══ DATA EXTRACTS

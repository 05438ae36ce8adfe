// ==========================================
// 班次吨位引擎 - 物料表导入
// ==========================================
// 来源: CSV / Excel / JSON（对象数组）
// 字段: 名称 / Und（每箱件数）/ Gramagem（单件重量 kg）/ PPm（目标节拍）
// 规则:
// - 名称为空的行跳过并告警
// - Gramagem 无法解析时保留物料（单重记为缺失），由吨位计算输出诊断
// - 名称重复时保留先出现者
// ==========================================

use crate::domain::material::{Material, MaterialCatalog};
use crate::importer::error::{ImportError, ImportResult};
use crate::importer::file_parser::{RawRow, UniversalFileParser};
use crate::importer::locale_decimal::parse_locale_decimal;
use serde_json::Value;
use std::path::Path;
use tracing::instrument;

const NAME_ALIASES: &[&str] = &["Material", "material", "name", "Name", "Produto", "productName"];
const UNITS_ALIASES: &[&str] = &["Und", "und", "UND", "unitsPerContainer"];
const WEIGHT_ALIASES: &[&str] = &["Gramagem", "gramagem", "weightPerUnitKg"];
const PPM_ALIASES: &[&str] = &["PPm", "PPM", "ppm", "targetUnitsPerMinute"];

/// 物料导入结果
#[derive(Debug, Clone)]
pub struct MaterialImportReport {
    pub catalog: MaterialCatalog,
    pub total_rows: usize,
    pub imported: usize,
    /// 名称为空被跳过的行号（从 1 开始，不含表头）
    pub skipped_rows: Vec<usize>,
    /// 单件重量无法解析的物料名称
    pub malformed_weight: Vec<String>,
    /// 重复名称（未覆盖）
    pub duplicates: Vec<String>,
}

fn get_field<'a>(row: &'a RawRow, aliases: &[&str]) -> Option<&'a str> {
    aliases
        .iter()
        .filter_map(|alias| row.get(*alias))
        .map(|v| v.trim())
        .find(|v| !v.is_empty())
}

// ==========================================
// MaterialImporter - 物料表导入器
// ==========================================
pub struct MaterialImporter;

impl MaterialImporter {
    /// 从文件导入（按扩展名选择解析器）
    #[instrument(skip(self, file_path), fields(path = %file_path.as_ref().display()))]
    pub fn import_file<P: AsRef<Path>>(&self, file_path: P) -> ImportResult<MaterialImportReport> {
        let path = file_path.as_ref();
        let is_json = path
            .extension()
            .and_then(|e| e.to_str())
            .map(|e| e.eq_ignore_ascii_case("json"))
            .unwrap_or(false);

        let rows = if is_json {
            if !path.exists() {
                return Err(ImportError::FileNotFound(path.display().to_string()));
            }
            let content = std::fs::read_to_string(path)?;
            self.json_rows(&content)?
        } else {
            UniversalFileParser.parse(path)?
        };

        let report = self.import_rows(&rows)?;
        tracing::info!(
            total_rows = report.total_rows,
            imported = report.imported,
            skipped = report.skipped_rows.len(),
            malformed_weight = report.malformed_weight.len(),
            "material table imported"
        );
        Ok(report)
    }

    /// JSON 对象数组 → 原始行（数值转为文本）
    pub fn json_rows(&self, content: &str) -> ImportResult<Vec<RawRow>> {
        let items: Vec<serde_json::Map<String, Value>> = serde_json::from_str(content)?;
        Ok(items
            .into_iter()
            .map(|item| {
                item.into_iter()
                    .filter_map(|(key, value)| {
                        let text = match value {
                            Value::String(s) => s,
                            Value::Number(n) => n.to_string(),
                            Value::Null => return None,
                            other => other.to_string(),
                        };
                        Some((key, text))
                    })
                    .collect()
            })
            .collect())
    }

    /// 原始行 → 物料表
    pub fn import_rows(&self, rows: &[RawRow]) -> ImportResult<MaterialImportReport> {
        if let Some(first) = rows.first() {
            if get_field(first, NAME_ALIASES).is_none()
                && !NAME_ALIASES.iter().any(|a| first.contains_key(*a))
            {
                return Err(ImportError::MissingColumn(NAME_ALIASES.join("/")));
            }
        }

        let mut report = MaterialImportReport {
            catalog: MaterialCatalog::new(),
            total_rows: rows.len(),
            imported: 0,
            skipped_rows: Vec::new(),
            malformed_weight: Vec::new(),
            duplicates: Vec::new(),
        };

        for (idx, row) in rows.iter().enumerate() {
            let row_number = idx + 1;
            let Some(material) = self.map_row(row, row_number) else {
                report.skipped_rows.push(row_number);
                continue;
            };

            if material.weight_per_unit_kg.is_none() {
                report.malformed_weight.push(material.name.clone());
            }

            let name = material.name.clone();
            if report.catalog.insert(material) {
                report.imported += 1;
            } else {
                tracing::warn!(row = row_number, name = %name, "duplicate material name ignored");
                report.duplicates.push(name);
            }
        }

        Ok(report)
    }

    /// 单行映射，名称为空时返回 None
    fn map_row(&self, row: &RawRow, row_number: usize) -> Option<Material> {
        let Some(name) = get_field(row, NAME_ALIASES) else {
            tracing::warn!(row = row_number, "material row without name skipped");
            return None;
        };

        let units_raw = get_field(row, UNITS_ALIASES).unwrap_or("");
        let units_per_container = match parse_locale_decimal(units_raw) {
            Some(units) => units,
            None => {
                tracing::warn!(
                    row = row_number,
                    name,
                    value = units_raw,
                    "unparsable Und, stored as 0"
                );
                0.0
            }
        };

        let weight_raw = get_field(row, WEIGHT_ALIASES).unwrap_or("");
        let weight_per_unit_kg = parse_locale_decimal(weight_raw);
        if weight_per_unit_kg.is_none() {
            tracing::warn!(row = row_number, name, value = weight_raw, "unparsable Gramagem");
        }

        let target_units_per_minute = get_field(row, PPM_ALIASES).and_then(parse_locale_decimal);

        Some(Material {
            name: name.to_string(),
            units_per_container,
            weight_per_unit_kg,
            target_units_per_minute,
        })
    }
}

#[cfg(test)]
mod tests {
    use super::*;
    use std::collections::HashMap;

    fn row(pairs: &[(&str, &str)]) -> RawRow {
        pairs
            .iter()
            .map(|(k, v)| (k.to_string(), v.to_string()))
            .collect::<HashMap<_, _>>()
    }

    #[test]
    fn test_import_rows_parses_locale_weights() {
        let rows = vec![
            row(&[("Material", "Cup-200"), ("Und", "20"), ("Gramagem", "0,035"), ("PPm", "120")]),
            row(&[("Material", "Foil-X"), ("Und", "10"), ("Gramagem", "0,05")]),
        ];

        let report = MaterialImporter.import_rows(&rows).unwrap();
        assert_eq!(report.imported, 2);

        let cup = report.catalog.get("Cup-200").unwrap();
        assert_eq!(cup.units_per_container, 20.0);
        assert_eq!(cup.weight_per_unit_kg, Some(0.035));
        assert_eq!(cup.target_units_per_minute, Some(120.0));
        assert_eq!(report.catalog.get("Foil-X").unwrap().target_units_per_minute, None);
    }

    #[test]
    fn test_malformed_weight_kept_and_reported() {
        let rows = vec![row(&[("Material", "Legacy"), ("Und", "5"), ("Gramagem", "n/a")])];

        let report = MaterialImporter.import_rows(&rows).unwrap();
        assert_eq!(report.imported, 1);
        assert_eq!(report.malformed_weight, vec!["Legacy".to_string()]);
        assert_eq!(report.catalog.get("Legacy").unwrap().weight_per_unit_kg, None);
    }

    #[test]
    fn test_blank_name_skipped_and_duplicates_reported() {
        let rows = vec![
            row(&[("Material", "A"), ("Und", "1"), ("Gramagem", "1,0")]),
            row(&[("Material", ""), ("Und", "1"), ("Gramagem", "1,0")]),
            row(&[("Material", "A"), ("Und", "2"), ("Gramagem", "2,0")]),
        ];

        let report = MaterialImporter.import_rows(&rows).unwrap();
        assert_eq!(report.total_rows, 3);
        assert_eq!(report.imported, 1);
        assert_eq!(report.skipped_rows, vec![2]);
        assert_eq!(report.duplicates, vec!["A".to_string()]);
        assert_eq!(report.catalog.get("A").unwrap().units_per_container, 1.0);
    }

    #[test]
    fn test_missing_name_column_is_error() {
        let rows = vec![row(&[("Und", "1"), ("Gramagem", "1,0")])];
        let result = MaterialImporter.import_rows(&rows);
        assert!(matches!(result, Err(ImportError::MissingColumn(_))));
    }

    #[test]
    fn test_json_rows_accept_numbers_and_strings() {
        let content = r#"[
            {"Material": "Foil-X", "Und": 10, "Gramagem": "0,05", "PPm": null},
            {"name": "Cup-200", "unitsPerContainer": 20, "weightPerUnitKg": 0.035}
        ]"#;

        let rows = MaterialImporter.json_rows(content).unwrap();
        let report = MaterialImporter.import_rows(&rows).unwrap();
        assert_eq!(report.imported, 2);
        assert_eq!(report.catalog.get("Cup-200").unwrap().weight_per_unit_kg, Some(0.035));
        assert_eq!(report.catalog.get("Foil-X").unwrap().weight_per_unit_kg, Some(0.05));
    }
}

════

- TO DO: Which of the lines in the data contain the string "imported"? Return each one.

- RESULT FOR THIS EXERCISE:
    pub imported: usize,
            imported = report.imported,
            "material table imported"
            imported: 0,
                report.imported += 1;
        assert_eq!(report.imported, 2);
        assert_eq!(report.imported, 1);
        assert_eq!(report.imported, 1);
        assert_eq!(report.imported, 2);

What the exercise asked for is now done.